In [None]:
import emission.storage.timeseries.aggregate_timeseries as estag
import emission.storage.timeseries.timequery as estt
import arrow
import emission.core.get_database as edb
from emission.core.wrapper.user import User
import matplotlib.pyplot as plt

In [None]:
agts = estag.AggregateTimeSeries()
sep_dec_tq_data_ts = estt.TimeQuery("data.ts", arrow.get('2018-03-28', 'YYYY-MM-DD').timestamp, arrow.get('2018-06-06', 'YYYY-MM-DD').timestamp)
client_nav_events_df = agts.get_data_df("stats/client_nav_event", time_query=sep_dec_tq_data_ts)
client_nav_events_df.head()

In [None]:
checked_diary_events = client_nav_events_df[client_nav_events_df.name == "checked_diary"]
print(str(len(checked_diary_events)) + " total events")

In [None]:
information = []
emotion = []
control = []
information_uuids = set()
emotion_uuids = set()
control_uuids = set()
no_clients = set()
for i in range(len(checked_diary_events)):
    uuid = checked_diary_events[i]['user_id']
    try:
        client = edb.get_profile_db().find_one({"user_id": uuid})['client']
        if client == 'urap-2017-information':
            information.append(checked_diary_events[i])
            information_uuids.add(uuid)
        elif client == 'urap-2017-emotion':
            emotion.append(checked_diary_events[i])
            emotion_uuids.add(uuid)
        elif client == 'urap-2017-control':
            control.append(checked_diary_events[i])
            control_uuids.add(uuid)
    except:
        no_clients.add(str(uuid))
for elem in no_clients:
    print(elem + " doesn't have a client for some reason")

In [None]:
emotion_num_users = len(emotion_uuids)
information_num_users = len(information_uuids)
control_num_users = len(control_uuids)
emotion_total_diary_checks = len(emotion)
information_total_diary_checks = len(information)
control_total_diary_checks = len(control)
print(emotion_num_users, information_num_users, control_num_users)

In [None]:
objects = ('Emotion', 'Information', 'Control')
y_pos = range(len(objects))
performance = [emotion_total_diary_checks, information_total_diary_checks, control_total_diary_checks]

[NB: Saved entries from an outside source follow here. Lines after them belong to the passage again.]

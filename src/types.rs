//! Identifier and timestamp newtypes shared by every entity kind
use std::fmt;
use std::str::FromStr;

use std::cmp::Ordering;

use chrono::{DateTime, SubsecRound, TimeZone, Utc};
use uuid7::{Uuid, uuid7};

use crate::error::{Error, Result};

const UUID_VERSION: u8 = 7;

// newtype wrapper over uuid because Uuid doesn't implement minicbor traits.
#[derive(Debug, Clone, PartialEq, Eq)]
pub struct EntityId(Uuid);

#[derive(Debug, PartialEq, Eq, Clone)]
pub struct TimeStamp<T: TimeZone = Utc>(DateTime<T>);

impl EntityId {
    pub fn new() -> Self {
        Self(uuid7())
    }
    /// Parses a hyphenated identifier, accepting only version 7 UUIDs.
    pub fn parse(raw: &str) -> Result<Self> {
        let id = Uuid::from_str(raw)
            .map_err(|_| Error::validation(format!("unable to parse an ID from \"{raw}\"")))?;

        let bytes = id.as_bytes();
        let version = bytes[6] >> 4;
        let variant = bytes[8] >> 6;
        if version != UUID_VERSION || variant != 0b10 {
            return Err(Error::validation(format!(
                "wrong ID format for \"{raw}\"; expected UUID version {UUID_VERSION}"
            )));
        }

        Ok(Self(id))
    }
}

impl Default for EntityId {
    fn default() -> Self {
        Self::new()
    }
}

impl fmt::Display for EntityId {
    fn fmt(&self, f: &mut fmt::Formatter<'_>) -> fmt::Result {
        fmt::Display::fmt(&self.0, f)
    }
}

impl FromStr for EntityId {
    type Err = Error;

    fn from_str(s: &str) -> Result<Self> {
        Self::parse(s)
    }
}

impl TimeStamp<Utc> {
    /// The current time in whole seconds, the precision timestamps are stored at.
    pub fn new() -> Self {
        Self(Utc::now().trunc_subsecs(0))
    }
    pub fn from_unix(secs: i64) -> Option<Self> {
        DateTime::from_timestamp(secs, 0).map(TimeStamp)
    }
    pub fn unix(&self) -> i64 {
        self.0.timestamp()
    }
    pub fn to_datetime_utc(&self) -> DateTime<Utc> {
        self.0
    }
}

// Utc itself is not ordered, so the derive would not apply.
impl PartialOrd for TimeStamp<Utc> {
    fn partial_cmp(&self, other: &Self) -> Option<Ordering> {
        Some(self.cmp(other))
    }
}

impl Ord for TimeStamp<Utc> {
    fn cmp(&self, other: &Self) -> Ordering {
        self.0.cmp(&other.0)
    }
}

// unset server-assigned timestamps read as the epoch
impl Default for TimeStamp<Utc> {
    fn default() -> Self {
        Self(DateTime::<Utc>::UNIX_EPOCH)
    }
}

impl<T: TimeZone> From<DateTime<T>> for TimeStamp<T> {
    fn from(value: DateTime<T>) -> Self {
        TimeStamp(value)
    }
}

impl<C> minicbor::Encode<C> for TimeStamp<Utc> {
    fn encode<W: minicbor::encode::Write>(
        &self,
        e: &mut minicbor::Encoder<W>,
        _: &mut C,
    ) -> Result<(), minicbor::encode::Error<W::Error>> {
        e.i64(self.0.timestamp())?.ok()
    }
}

impl<'b, C> minicbor::Decode<'b, C> for TimeStamp<Utc> {
    fn decode(d: &mut minicbor::Decoder<'b>, _: &mut C) -> Result<Self, minicbor::decode::Error> {
        let secs = d.i64()?;

        DateTime::from_timestamp(secs, 0)
            .map(TimeStamp)
            .ok_or(minicbor::decode::Error::message(
                "failed to convert timestamp to utc",
            ))
    }
}

impl<C> minicbor::Encode<C> for EntityId {
    fn encode<W: minicbor::encode::Write>(
        &self,
        e: &mut minicbor::Encoder<W>,
        _: &mut C,
    ) -> Result<(), minicbor::encode::Error<W::Error>> {
        e.str(&self.to_string())?.ok()
    }
}

impl<'b, C> minicbor::Decode<'b, C> for EntityId {
    fn decode(d: &mut minicbor::Decoder<'b>, _: &mut C) -> Result<Self, minicbor::decode::Error> {
        let raw = d.str()?;

        EntityId::parse(raw).map_err(|e| minicbor::decode::Error::message(e.to_string()))
    }
}

#[cfg(test)]
mod tests {
    use super::*;

    #[test]
    fn entity_id_encoding() {
        let original = EntityId::new();

        let encoding = minicbor::to_vec(original.clone()).unwrap();
        let decode: EntityId = minicbor::decode(&encoding).unwrap();

        assert_eq!(original, decode);
    }

    #[test]
    fn timestamp_encoding() {
        let original = TimeStamp::from_unix(1_700_000_000).unwrap();

        let encoding = minicbor::to_vec(original.clone()).unwrap();
        let decode: TimeStamp<Utc> = minicbor::decode(&encoding).unwrap();

        assert_eq!(original, decode);
    }

    #[test]
    fn current_timestamp_survives_encoding() {
        let now = TimeStamp::new();

        let encoding = minicbor::to_vec(now.clone()).unwrap();
        let decode: TimeStamp<Utc> = minicbor::decode(&encoding).unwrap();

        assert_eq!(now, decode);
    }

    #[test]
    fn timestamps_order_by_instant() {
        let earlier = TimeStamp::from_unix(1_000_000_000).unwrap();
        let later = TimeStamp::new();

        assert!(earlier < later);
        assert_eq!(later.cmp(&later.clone()), Ordering::Equal);
    }

    #[test]
    fn parse_accepts_display_output() {
        let id = EntityId::new();

        assert_eq!(EntityId::parse(&id.to_string()).unwrap(), id);
    }

    #[test]
    fn parse_rejects_other_versions() {
        // version 4
        let err = EntityId::parse("9b2c4f3e-8d1a-4c6b-9f0e-2a7d5e1c3b4a").unwrap_err();
        assert!(err.to_string().contains("version 7"));

        assert!(EntityId::parse("not-an-id").is_err());
        assert!(EntityId::parse("").is_err());
    }
}
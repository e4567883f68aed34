//! Invoices issued by a supplier and traded on the dashboard
use crate::entity::{Entity, FromArguments, Kind};
use crate::error::{Error, Result};
use crate::types::{EntityId, TimeStamp};
use crate::utils;

const INVOICE_KEY_PARTS: usize = 1;
const INVOICE_ARGUMENTS: usize = 5;

#[derive(Debug, Clone, Copy, PartialEq, Eq, minicbor::Encode, minicbor::Decode)]
#[cbor(index_only)]
#[repr(u8)]
pub enum InvoiceState {
    #[n(0)]
    Unknown,
    #[n(1)]
    Issued,
    #[n(2)]
    Signed, // accepted by the debtor
    #[n(3)]
    ForSale,
    #[n(4)]
    Sold,
    #[n(5)]
    Removed, // taken off the dashboard, can be placed again
    #[n(6)]
    Rejected,
}

#[derive(Debug, Clone, PartialEq, minicbor::Encode, minicbor::Decode)]
pub struct Invoice {
    #[n(0)]
    pub id: EntityId,
    #[n(1)]
    pub value: InvoiceValue,
}

#[derive(Debug, Clone, PartialEq, minicbor::Encode, minicbor::Decode)]
#[cbor(map)]
pub struct InvoiceValue {
    #[n(0)]
    pub debtor: String,
    #[n(1)]
    pub beneficiary: String,
    #[n(2)]
    pub total_due: f32,
    #[n(3)]
    pub due_date: TimeStamp,
    #[n(4)]
    pub owner: String, // MSP id of the current holder
    #[n(5)]
    pub state: InvoiceState,
    #[n(6)]
    pub timestamp: TimeStamp,
}

impl Default for InvoiceValue {
    fn default() -> Self {
        Self {
            debtor: String::new(),
            beneficiary: String::new(),
            total_due: 0.0,
            due_date: TimeStamp::default(),
            owner: String::new(),
            state: InvoiceState::Unknown,
            timestamp: TimeStamp::default(),
        }
    }
}

impl From<InvoiceState> for u8 {
    fn from(state: InvoiceState) -> Self {
        state as u8
    }
}

impl TryFrom<u8> for InvoiceState {
    type Error = Error;

    fn try_from(code: u8) -> Result<Self> {
        Ok(match code {
            0 => InvoiceState::Unknown,
            1 => InvoiceState::Issued,
            2 => InvoiceState::Signed,
            3 => InvoiceState::ForSale,
            4 => InvoiceState::Sold,
            5 => InvoiceState::Removed,
            6 => InvoiceState::Rejected,
            _ => {
                return Err(Error::validation(format!(
                    "invoice state is invalid: {code}"
                )));
            }
        })
    }
}

impl Invoice {
    pub fn new(id: EntityId) -> Self {
        Self {
            id,
            value: InvoiceValue::default(),
        }
    }
}

impl Entity for Invoice {
    const KIND: Kind = Kind::Invoice;
    type Value = InvoiceValue;

    fn from_key_parts(parts: &[&str]) -> Result<Self> {
        if parts.len() != INVOICE_KEY_PARTS {
            return Err(Error::validation(format!(
                "composite key parts array must contain {INVOICE_KEY_PARTS} items"
            )));
        }
        Ok(Self::new(EntityId::parse(parts[0])?))
    }
    fn key_parts(&self) -> Vec<String> {
        vec![self.id.to_string()]
    }
    fn value(&self) -> &InvoiceValue {
        &self.value
    }
    fn set_value(&mut self, value: InvoiceValue) {
        self.value = value;
    }
    fn state_of(value: &InvoiceValue) -> u8 {
        value.state.into()
    }
}

//0		1		2			3			4
//ID	Debtor	Beneficiary	TotalDue	DueDate
impl FromArguments for Invoice {
    fn from_arguments(args: &[&str]) -> Result<Self> {
        utils::require_arity(args, INVOICE_ARGUMENTS)?;

        let mut invoice = Self::new(utils::entity_id(args[0])?);
        invoice.value.debtor = utils::non_empty(args[1], "debtor")?;
        invoice.value.beneficiary = utils::non_empty(args[2], "beneficiary")?;
        invoice.value.total_due = utils::non_negative_amount(args[3], "totalDue")?;
        invoice.value.due_date = utils::unix_date(args[4], "dueDate")?;

        Ok(invoice)
    }
}

#[cfg(test)]
mod tests {
    use super::*;

    #[test]
    fn fills_from_arguments_without_server_fields() {
        let id = EntityId::new().to_string();
        let invoice =
            Invoice::from_arguments(&[id.as_str(), "BuyerMSP", "SupplierMSP", "250.5", "1700000000"])
                .unwrap();

        assert_eq!(invoice.value.debtor, "BuyerMSP");
        assert_eq!(invoice.value.total_due, 250.5);
        assert_eq!(invoice.value.state, InvoiceState::Unknown);
        assert!(invoice.value.owner.is_empty());
    }

    #[test]
    fn rejects_bad_arguments() {
        let id = EntityId::new().to_string();

        assert!(Invoice::from_arguments(&[id.as_str(), "BuyerMSP"]).is_err());
        assert!(Invoice::from_arguments(&[id.as_str(), "", "S", "1", "1"]).is_err());
        assert!(Invoice::from_arguments(&[id.as_str(), "B", "S", "-3", "1"]).is_err());
        assert!(Invoice::from_arguments(&[id.as_str(), "B", "S", "1", "soon"]).is_err());
        assert!(Invoice::from_arguments(&["42", "B", "S", "1", "1"]).is_err());
    }

    #[test]
    fn state_codes_round_trip() {
        for code in 0..=6u8 {
            let state = InvoiceState::try_from(code).unwrap();
            assert_eq!(u8::from(state), code);
        }
        assert!(InvoiceState::try_from(7).is_err());
    }

    #[test]
    fn key_requires_a_version_seven_id() {
        let id = EntityId::new();
        let invoice = Invoice::from_key_parts(&[id.to_string().as_str()]).unwrap();
        assert_eq!(invoice.id, id);

        assert!(Invoice::from_key_parts(&[]).is_err());
        assert!(Invoice::from_key_parts(&["9b2c4f3e-8d1a-4c6b-9f0e-2a7d5e1c3b4a"]).is_err());
    }
}
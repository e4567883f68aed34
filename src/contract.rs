//! Supply contracts between a consignor and a consignee
use crate::entity::{Entity, FromArguments, Kind};
use crate::error::{Error, Result};
use crate::state;
use crate::types::{EntityId, TimeStamp};
use crate::utils;

const CONTRACT_KEY_PARTS: usize = 1;
const CONTRACT_ARGUMENTS: usize = 9;

#[derive(Debug, Clone, Copy, PartialEq, Eq, minicbor::Encode, minicbor::Decode)]
#[cbor(index_only)]
#[repr(u8)]
pub enum ContractState {
    #[n(0)]
    Unknown,
    #[n(1)]
    Signed,
    #[n(2)]
    Completed,
}

#[derive(Debug, Clone, PartialEq, minicbor::Encode, minicbor::Decode)]
pub struct Contract {
    #[n(0)]
    pub id: EntityId,
    #[n(1)]
    pub value: ContractValue,
}

#[derive(Debug, Clone, PartialEq, minicbor::Encode, minicbor::Decode)]
#[cbor(map)]
pub struct ContractValue {
    #[n(0)]
    pub consignor_name: String,
    #[n(1)]
    pub consignee_name: String,
    #[n(2)]
    pub total_due: f32,
    #[n(3)]
    pub quantity: u32,
    #[n(4)]
    pub destination: String,
    #[n(5)]
    pub due_date: TimeStamp,
    #[n(6)]
    pub payment_date: TimeStamp,
    #[n(7)]
    pub state: ContractState,
    #[n(8)]
    pub timestamp: TimeStamp,
}

impl Default for ContractValue {
    fn default() -> Self {
        Self {
            consignor_name: String::new(),
            consignee_name: String::new(),
            total_due: 0.0,
            quantity: 0,
            destination: String::new(),
            due_date: TimeStamp::default(),
            payment_date: TimeStamp::default(),
            state: ContractState::Unknown,
            timestamp: TimeStamp::default(),
        }
    }
}

impl From<ContractState> for u8 {
    fn from(state: ContractState) -> Self {
        state as u8
    }
}

impl TryFrom<u8> for ContractState {
    type Error = Error;

    fn try_from(code: u8) -> Result<Self> {
        match code {
            0 => Ok(ContractState::Unknown),
            1 => Ok(ContractState::Signed),
            2 => Ok(ContractState::Completed),
            _ => Err(Error::validation(format!(
                "contract state is invalid: {code}"
            ))),
        }
    }
}

impl Contract {
    pub fn new(id: EntityId) -> Self {
        Self {
            id,
            value: ContractValue::default(),
        }
    }
}

impl Entity for Contract {
    const KIND: Kind = Kind::Contract;
    type Value = ContractValue;

    fn from_key_parts(parts: &[&str]) -> Result<Self> {
        if parts.len() != CONTRACT_KEY_PARTS {
            return Err(Error::validation(format!(
                "composite key parts array must contain {CONTRACT_KEY_PARTS} items"
            )));
        }
        Ok(Self::new(EntityId::parse(parts[0])?))
    }
    fn key_parts(&self) -> Vec<String> {
        vec![self.id.to_string()]
    }
    fn value(&self) -> &ContractValue {
        &self.value
    }
    fn set_value(&mut self, value: ContractValue) {
        self.value = value;
    }
    fn state_of(value: &ContractValue) -> u8 {
        value.state.into()
    }
}

//0		1				2				3			4			5			6		7			8
//ID	ConsignorName	ConsigneeName	TotalDue	Quantity	Destination	DueDate	PaymentDate	State
impl FromArguments for Contract {
    fn from_arguments(args: &[&str]) -> Result<Self> {
        utils::require_arity(args, CONTRACT_ARGUMENTS)?;

        let mut contract = Self::new(utils::entity_id(args[0])?);
        let value = &mut contract.value;

        value.consignor_name = utils::non_empty(args[1], "consignorName")?;
        value.consignee_name = utils::non_empty(args[2], "consigneeName")?;
        value.total_due = utils::non_negative_amount(args[3], "totalDue")?;
        value.quantity = utils::count(args[4], "quantity")?;
        value.destination = args[5].to_string();
        value.due_date = utils::unix_date(args[6], "dueDate")?;
        value.payment_date = utils::unix_date(args[7], "paymentDate")?;

        let code = utils::state_code(args[8], "contract state")?;
        let legal = state::machine(Kind::Contract).legal_states();
        if !state::is_legal_state(Kind::Contract, code) {
            return Err(Error::validation(format!(
                "contract state is invalid: {code} (must be from 0 to {})",
                legal.len() - 1
            )));
        }
        value.state = ContractState::try_from(code)?;

        Ok(contract)
    }
}

#[cfg(test)]
mod tests {
    use super::*;

    fn contract_args(id: &str, state: &'static str) -> Vec<String> {
        [
            id, "Acme", "Globex", "1000.0", "5", "Berlin", "1700000000", "1700500000", state,
        ]
        .iter()
        .map(|s| s.to_string())
        .collect()
    }

    #[test]
    fn fills_from_arguments() {
        let id = EntityId::new().to_string();
        let args = contract_args(&id, "1");
        let args: Vec<&str> = args.iter().map(String::as_str).collect();

        let contract = Contract::from_arguments(&args).unwrap();

        assert_eq!(contract.id.to_string(), id);
        assert_eq!(contract.value.total_due, 1000.0);
        assert_eq!(contract.value.quantity, 5);
        assert_eq!(contract.value.state, ContractState::Signed);
        assert_eq!(contract.state(), 1);
        assert_eq!(contract.value.due_date.unix(), 1_700_000_000);
    }

    #[test]
    fn rejects_illegal_state() {
        let id = EntityId::new().to_string();
        let args = contract_args(&id, "5");
        let args: Vec<&str> = args.iter().map(String::as_str).collect();

        let err = Contract::from_arguments(&args).unwrap_err();
        assert!(matches!(err, Error::Validation(_)));
    }

    #[test]
    fn rejects_short_argument_list() {
        let id = EntityId::new().to_string();
        let args = contract_args(&id, "1");
        let args: Vec<&str> = args.iter().map(String::as_str).take(8).collect();

        assert!(Contract::from_arguments(&args).is_err());
    }

    #[test]
    fn rejects_negative_values() {
        let id = EntityId::new().to_string();
        let mut args = contract_args(&id, "1");
        args[3] = "-1".into();
        let args: Vec<&str> = args.iter().map(String::as_str).collect();
        assert!(Contract::from_arguments(&args).is_err());

        let mut other = contract_args(&id, "1");
        other[4] = "-5".into();
        let other: Vec<&str> = other.iter().map(String::as_str).collect();
        assert!(Contract::from_arguments(&other).is_err());
    }
}
use crate::entity::Kind;

pub type Result<T, E = Error> = std::result::Result<T, E>;

#[derive(thiserror::Error, Debug)]
pub enum Error {
    #[error("validation failed: {0}")]
    Validation(String),
    #[error("malformed composite key {key}: {reason}")]
    KeyFormat { key: String, reason: String },
    #[error("cannot decode stored {kind} value: {reason}")]
    Decode { kind: Kind, reason: String },
    #[error("cannot encode {kind} value: {reason}")]
    Encode { kind: Kind, reason: String },
    #[error("{kind} with the key {key} doesn't exist")]
    NotFound { kind: Kind, key: String },
    #[error("{kind} with the key {key} already exists")]
    AlreadyExists { kind: Kind, key: String },
    #[error("{kind} cannot move from state {from} to state {to}")]
    IllegalTransition { kind: Kind, from: u8, to: u8 },
    #[error("not authorized: {0}")]
    Authorization(String),
    #[error("read conflict on key {key}, a concurrent invocation committed first")]
    Conflict { key: String },
    #[error("storage error: {0}")]
    Storage(#[from] sled::Error),
}

/// Flat classification of [`Error`], reported to the invoking client.
#[derive(Debug, Clone, Copy, PartialEq, Eq)]
pub enum ErrorKind {
    Validation,
    KeyFormat,
    Decode,
    Encode,
    NotFound,
    AlreadyExists,
    IllegalTransition,
    Authorization,
    Conflict,
    Storage,
}

impl Error {
    pub fn validation(message: impl Into<String>) -> Self {
        Error::Validation(message.into())
    }

    pub fn kind(&self) -> ErrorKind {
        match self {
            Error::Validation(_) => ErrorKind::Validation,
            Error::KeyFormat { .. } => ErrorKind::KeyFormat,
            Error::Decode { .. } => ErrorKind::Decode,
            Error::Encode { .. } => ErrorKind::Encode,
            Error::NotFound { .. } => ErrorKind::NotFound,
            Error::AlreadyExists { .. } => ErrorKind::AlreadyExists,
            Error::IllegalTransition { .. } => ErrorKind::IllegalTransition,
            Error::Authorization(_) => ErrorKind::Authorization,
            Error::Conflict { .. } => ErrorKind::Conflict,
            Error::Storage(_) => ErrorKind::Storage,
        }
    }
}

impl ErrorKind {
    /// Response status reported for this kind of failure.
    pub fn status(self) -> u16 {
        match self {
            ErrorKind::Validation
            | ErrorKind::KeyFormat
            | ErrorKind::AlreadyExists
            | ErrorKind::IllegalTransition => 400,
            ErrorKind::Authorization => 403,
            ErrorKind::NotFound => 404,
            ErrorKind::Conflict => 409,
            ErrorKind::Decode | ErrorKind::Encode | ErrorKind::Storage => 500,
        }
    }
}

#[cfg(test)]
mod tests {
    use super::*;

    #[test]
    fn transition_error_names_the_kind() {
        let err = Error::IllegalTransition {
            kind: Kind::Invoice,
            from: 1,
            to: 4,
        };

        assert_eq!(err.kind(), ErrorKind::IllegalTransition);
        assert_eq!(
            err.to_string(),
            "Invoice cannot move from state 1 to state 4"
        );
    }

    #[test]
    fn status_codes_follow_kind() {
        assert_eq!(ErrorKind::Authorization.status(), 403);
        assert_eq!(ErrorKind::NotFound.status(), 404);
        assert_eq!(ErrorKind::Conflict.status(), 409);
        assert_eq!(Error::validation("bad").kind().status(), 400);
    }
}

# Total number of diary checks per group
plt.bar(y_pos, performance, align='center', alpha=0.5)
plt.xticks(y_pos, objects)
plt.ylabel('Diary Checks Per Group')
plt.title('Number of Diary Checks')

plt.show()

In [None]:
# Average diary checks per person
performance = [emotion_total_diary_checks/emotion_num_users, information_total_diary_checks/information_num_users, control_total_diary_checks/control_num_users]

plt.bar(y_pos, performance, align='center', alpha=0.5)
plt.xticks(y_pos, objects)
plt.ylabel('Average Diary Checks')
plt.title('Average Diary Checks Per Person')
 
plt.show()

# Permutation Tests

In [None]:
users = edb.get_uuid_db().find()

In [None]:
import pandas as pd
from scipy import stats
import emission.storage.timeseries.abstract_timeseries as esta
from datetime import timedelta, date, tzinfo, datetime
import numpy as np

# Create a dataframe with columns user_id, number of diary checks, week number, and group.
df = pd.DataFrame()
information_count = 0
emotion_count = 0
control_count = 0
for i in range(len(users)):
    user_id = users[i]
    start = arrow.get('2018-03-28', 'YYYY-MM-DD')
    end = arrow.get('2018-06-06', 'YYYY-MM-DD')
    vals = []
    week_val = -1
    for week in arrow.Arrow.range('week', start, end):
        ts = esta.TimeSeries.get_time_series(user_id)
        begin_ts = week.timestamp
        end_ts = (week + timedelta(weeks=1)).timestamp
        last_period_tq = estt.TimeQuery("data.start_ts", begin_ts, end_ts)
        cs_df = ts.get_data_df("analysis/inferred_section", time_query=last_period_tq)
        total = 0
        if cs_df.shape[0] <= 0:
            continue
        try:
            for event in checked_diary_events:
                if event['user_id'] == user_id:
                    if event['ts'] > begin_ts and event['ts'] <= end_ts:
                        total += 1
        except:
            continue
        vals.append(total)
    #Always use lists only where the number of datapoints is greater than 2 otherwise we get a perfect correlation
    weeks = np.arange(len(vals))
    if len(weeks) > 1:
        group = "none"
        try:
            client = edb.get_profile_db().find_one({"user_id": user_id})['client']
            if client == 'urap-2017-information':
                group = "information"
                information_count += 1
            elif client == 'urap-2017-emotion':
                group = "emotion"
                emotion_count += 1
            elif client == 'urap-2017-control':
                group = "control"
                control_count += 1
        except:
            continue
        df = df.append({'uuid': user_id, 'group': group, 'total': sum(vals)}, ignore_index=True)

In [None]:
df.groupby('group').mean()

In [None]:
def mean_diff(vals_0, vals_1):
    return np.mean(vals_0) - np.mean(vals_1)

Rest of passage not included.